On 06/15/2015 07:45 PM, Yehuda Yitschak wrote:
> 
> ________________________________________
> From: Alex Williamson <address@hidden>
> Sent: Monday, June 15, 2015 8:15 PM
> To: Yehuda Yitschak
> Cc: Eric Auger; address@hidden; Yuval Caduri; Shadi Ammouri
> Subject: Re: Assigning an eth port to a guest VM
> 
> On Mon, 2015-06-15 at 16:52 +0000, Yehuda Yitschak wrote:
>>> ________________________________________
>>> From: Eric Auger <address@hidden>
>>> Sent: Monday, June 15, 2015 4:42 PM
>>> To: Yehuda Yitschak; address@hidden
>>> Cc: Yuval Caduri; Shadi Ammouri
>>> Subject: Re: Assigning an eth port to a guest VM
>>>
>>> Hi Yehuda,
>>> On 06/15/2015 01:01 PM, Yehuda Yitschak wrote:
>>>>> Cc: Eric Auger
>>>>>
>>>>>> -----Original Message-----
>>>>>> From: Yehuda Yitschak
>>>>>> Sent: Monday, June 15, 2015 9:35
>>>>>> To: address@hidden
>>>>>> Cc: Yuval Caduri; Shadi Ammouri
>>>>>> Subject: Assigning an eth port to a guest VM
>>>>>>
>>>>>> Hello
>>>>>>
>>>>>> I would to ask your advice on how to assign a semi-virtualized Ethernet 
>>>>>> port
>>>>>> to a guest VM
>>>>>>
>>>>>> The eth port's HW partially supports virtualization since the data path 
>>>>>> MMIO
>>>>>> registers (which controls rx/tx operation) are duplicated per VM.
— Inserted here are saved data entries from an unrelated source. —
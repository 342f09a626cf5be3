//! The connection registry: who can be reached, and how.
//!
//! Each live connection owns an unbounded outbound channel; a writer task
//! per connection drains it into the socket. The registry maps connection
//! ids to those channels so that any handler can deliver to any
//! connection — which is all a "room channel" is here: the set of
//! connections currently bound to a room's players.

use std::collections::HashMap;

use bankbox_protocol::{ConnectionId, ServerMessage};
use tokio::sync::mpsc;

/// Sending half of a connection's outbound queue.
pub type OutboundSender = mpsc::UnboundedSender<ServerMessage>;

/// Maps live connections to their outbound channels.
///
/// Knows nothing about rooms or players — the ledger decides *who* gets a
/// message, the registry only handles *delivery*. Sends to vanished
/// connections are dropped silently: the player record survives the
/// disconnect and the client will resync after it rejoins.
#[derive(Default)]
pub struct ConnectionRegistry {
    senders: HashMap<ConnectionId, OutboundSender>,
}

impl ConnectionRegistry {
    /// Creates an empty registry.
    pub fn new() -> Self {
        Self::default()
    }

    /// Registers a connection's outbound channel.
    pub fn register(&mut self, id: ConnectionId, sender: OutboundSender) {
        self.senders.insert(id, sender);
    }

    /// Removes a connection. Its writer task winds down once the last
    /// sender is dropped.
    pub fn unregister(&mut self, id: ConnectionId) {
        self.senders.remove(&id);
    }

    /// Delivers a message to a single connection, dropping it silently if
    /// the connection is gone.
    pub fn unicast(&self, id: ConnectionId, msg: ServerMessage) {
        if let Some(sender) = self.senders.get(&id) {
            let _ = sender.send(msg);
        }
    }

    /// Delivers a message to every listed connection.
    pub fn broadcast(
        &self,
        recipients: &[ConnectionId],
        msg: &ServerMessage,
    ) {
        for id in recipients {
            self.unicast(*id, msg.clone());
        }
    }

    /// Number of registered connections.
    pub fn len(&self) -> usize {
        self.senders.len()
    }

    /// Returns `true` when no connections are registered.
    pub fn is_empty(&self) -> bool {
        self.senders.is_empty()
    }
}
>>>>>> So for the run-time operation the guest can directly access the MMIO
>>>>>> registers, using VFIO-PLATFORM, and enjoy the performance benefit.
>>>>>>
>>>>>> However for the initial setup and occasional configuration the guest 
>>>>>> need to
>>>>>> access control path registers which are shared for all guests.
>>>>>> AFAIK this is usually done with HW emulation using trap & emulate with
>>>>>> QEMU.
>>>>>> So, to the best of my knowledge I need a mix of VFIO and HW emulation to
>>>>>> get the port to work with device assignment , right ?
>>>> Yes to me you're correct.
>>>>>>
>>>>>> Are there any standard methods for achieving this ?
>>>>>> Is there an example for such an existing HW in QEMU ?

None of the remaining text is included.